**Problem to solve**
Set down exactly the first line of the entries and every line after it, through the line with "use serde::Serialize;".

─── Data

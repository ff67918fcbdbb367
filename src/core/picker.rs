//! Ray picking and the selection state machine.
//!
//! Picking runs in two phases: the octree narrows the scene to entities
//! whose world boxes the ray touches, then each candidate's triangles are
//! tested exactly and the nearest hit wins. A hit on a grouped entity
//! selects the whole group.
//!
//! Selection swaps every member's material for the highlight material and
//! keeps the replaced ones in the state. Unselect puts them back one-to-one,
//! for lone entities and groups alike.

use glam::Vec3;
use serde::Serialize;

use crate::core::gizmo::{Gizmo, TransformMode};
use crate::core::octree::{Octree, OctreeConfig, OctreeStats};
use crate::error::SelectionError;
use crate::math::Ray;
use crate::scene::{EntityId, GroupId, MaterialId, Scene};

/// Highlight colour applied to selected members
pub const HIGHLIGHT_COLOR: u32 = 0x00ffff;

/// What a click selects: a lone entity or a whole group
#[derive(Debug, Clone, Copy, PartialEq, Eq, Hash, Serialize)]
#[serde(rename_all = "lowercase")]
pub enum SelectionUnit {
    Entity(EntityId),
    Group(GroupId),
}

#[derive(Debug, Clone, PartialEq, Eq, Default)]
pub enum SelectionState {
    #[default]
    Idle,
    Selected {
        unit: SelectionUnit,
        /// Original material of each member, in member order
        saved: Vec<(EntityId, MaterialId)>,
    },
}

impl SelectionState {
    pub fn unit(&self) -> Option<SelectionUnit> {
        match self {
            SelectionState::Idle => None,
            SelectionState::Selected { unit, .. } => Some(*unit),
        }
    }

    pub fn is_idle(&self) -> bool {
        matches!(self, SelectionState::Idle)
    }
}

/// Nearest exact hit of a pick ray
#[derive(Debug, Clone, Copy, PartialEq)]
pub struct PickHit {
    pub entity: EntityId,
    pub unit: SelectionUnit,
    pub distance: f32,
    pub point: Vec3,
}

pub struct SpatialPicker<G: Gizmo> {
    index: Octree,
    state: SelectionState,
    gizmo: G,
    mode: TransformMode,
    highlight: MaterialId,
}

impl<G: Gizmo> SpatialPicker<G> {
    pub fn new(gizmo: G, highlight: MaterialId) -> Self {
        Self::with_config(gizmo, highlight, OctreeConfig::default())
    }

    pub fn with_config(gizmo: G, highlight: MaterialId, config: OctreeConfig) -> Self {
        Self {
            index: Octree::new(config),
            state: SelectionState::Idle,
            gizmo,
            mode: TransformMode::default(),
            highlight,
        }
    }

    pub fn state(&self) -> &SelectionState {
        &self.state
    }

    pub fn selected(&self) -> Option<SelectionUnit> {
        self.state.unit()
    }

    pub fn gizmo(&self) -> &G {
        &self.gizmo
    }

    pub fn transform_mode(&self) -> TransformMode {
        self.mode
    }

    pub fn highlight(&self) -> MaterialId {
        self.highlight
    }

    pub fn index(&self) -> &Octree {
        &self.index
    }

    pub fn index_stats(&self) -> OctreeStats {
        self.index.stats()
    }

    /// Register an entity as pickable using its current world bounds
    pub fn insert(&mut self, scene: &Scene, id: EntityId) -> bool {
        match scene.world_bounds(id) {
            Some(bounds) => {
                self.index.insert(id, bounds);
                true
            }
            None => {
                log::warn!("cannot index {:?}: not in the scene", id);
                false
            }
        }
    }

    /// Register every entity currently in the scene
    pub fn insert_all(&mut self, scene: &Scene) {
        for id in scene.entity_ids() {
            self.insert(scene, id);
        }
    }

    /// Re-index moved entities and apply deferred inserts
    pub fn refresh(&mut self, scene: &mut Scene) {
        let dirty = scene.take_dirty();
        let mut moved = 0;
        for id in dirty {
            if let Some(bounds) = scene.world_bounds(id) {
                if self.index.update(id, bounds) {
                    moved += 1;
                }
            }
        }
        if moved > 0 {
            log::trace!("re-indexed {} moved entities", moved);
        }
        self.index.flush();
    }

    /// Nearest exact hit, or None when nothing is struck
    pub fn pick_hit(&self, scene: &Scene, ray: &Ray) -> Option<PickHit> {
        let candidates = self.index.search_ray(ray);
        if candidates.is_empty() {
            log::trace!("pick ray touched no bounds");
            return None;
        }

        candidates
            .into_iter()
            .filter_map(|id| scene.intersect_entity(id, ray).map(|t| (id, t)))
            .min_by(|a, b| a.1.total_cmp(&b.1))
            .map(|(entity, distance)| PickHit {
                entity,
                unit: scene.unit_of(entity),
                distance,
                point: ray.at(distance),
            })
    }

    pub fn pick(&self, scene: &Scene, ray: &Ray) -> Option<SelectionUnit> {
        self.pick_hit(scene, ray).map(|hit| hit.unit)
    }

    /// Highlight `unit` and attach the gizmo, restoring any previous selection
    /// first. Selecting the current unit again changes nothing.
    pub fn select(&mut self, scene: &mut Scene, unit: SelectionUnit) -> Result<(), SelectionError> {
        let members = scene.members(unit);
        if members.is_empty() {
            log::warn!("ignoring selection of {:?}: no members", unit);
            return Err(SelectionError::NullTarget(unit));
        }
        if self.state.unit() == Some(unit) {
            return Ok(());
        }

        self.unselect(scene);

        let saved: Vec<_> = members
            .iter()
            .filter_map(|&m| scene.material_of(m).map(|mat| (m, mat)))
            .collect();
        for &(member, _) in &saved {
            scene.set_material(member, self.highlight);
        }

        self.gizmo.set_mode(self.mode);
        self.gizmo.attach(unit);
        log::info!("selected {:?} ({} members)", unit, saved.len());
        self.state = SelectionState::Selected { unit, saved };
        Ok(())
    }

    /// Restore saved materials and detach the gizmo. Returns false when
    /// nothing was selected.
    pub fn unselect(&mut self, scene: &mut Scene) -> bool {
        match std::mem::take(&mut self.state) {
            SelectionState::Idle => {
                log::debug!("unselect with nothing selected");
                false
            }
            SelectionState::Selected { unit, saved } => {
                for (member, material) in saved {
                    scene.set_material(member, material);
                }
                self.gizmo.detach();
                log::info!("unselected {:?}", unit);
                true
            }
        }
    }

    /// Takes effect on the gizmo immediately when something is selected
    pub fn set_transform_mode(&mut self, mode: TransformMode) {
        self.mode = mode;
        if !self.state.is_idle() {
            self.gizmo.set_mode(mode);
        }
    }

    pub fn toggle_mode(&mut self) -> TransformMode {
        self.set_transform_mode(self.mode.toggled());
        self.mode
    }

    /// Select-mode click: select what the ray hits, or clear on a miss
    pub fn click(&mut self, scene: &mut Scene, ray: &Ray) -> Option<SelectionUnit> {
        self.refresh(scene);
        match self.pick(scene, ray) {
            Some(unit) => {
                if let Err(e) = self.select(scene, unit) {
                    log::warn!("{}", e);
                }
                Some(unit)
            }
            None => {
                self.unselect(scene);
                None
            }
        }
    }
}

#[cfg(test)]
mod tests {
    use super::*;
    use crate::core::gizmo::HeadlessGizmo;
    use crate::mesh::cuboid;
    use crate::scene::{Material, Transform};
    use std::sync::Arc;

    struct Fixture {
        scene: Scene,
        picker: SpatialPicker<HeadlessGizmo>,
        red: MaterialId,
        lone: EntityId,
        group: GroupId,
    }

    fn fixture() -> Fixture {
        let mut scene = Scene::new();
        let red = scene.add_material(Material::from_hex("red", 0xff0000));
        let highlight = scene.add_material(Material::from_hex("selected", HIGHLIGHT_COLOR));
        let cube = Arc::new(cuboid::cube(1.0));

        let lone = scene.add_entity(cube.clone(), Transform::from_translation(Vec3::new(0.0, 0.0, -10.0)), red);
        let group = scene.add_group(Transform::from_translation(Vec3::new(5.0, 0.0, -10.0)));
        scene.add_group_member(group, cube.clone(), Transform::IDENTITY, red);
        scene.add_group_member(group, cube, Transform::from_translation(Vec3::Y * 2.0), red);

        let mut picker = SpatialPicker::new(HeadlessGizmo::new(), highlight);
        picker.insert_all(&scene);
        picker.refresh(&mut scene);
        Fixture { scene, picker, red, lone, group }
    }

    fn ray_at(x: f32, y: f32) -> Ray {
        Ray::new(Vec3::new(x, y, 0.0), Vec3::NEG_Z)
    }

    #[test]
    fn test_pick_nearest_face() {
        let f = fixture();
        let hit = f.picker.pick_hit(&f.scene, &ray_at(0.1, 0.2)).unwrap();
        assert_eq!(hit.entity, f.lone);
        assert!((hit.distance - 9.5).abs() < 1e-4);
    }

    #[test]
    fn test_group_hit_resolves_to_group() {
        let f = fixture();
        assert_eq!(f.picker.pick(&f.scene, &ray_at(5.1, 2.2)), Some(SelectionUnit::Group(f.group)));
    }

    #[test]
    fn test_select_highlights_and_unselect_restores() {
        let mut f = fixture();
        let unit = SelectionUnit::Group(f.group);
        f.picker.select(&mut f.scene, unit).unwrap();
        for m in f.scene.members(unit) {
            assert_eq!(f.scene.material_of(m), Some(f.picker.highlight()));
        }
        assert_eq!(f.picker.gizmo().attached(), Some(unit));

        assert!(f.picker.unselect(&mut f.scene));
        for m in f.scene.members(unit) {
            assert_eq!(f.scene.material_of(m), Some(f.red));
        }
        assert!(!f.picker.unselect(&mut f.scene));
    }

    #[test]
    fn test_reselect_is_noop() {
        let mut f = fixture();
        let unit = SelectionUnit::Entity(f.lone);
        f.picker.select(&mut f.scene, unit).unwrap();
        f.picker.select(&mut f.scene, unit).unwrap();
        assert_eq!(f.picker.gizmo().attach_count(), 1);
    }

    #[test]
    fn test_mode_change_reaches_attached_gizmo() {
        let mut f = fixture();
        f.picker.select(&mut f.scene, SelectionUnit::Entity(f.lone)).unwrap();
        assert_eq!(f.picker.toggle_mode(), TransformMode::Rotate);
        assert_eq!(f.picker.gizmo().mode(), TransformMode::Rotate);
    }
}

──────

**Written response**
repository ff67918fcbdbb367
filename src/core/picker.rs
//! Ray picking and the selection state machine.
//!
//! Picking runs in two phases: the octree narrows the scene to entities
//! whose world boxes the ray touches, then each candidate's triangles are
//! tested exactly and the nearest hit wins. A hit on a grouped entity
//! selects the whole group.
//!
//! Selection swaps every member's material for the highlight material and
//! keeps the replaced ones in the state. Unselect puts them back one-to-one,
//! for lone entities and groups alike.

use glam::Vec3;
use serde::Serialize;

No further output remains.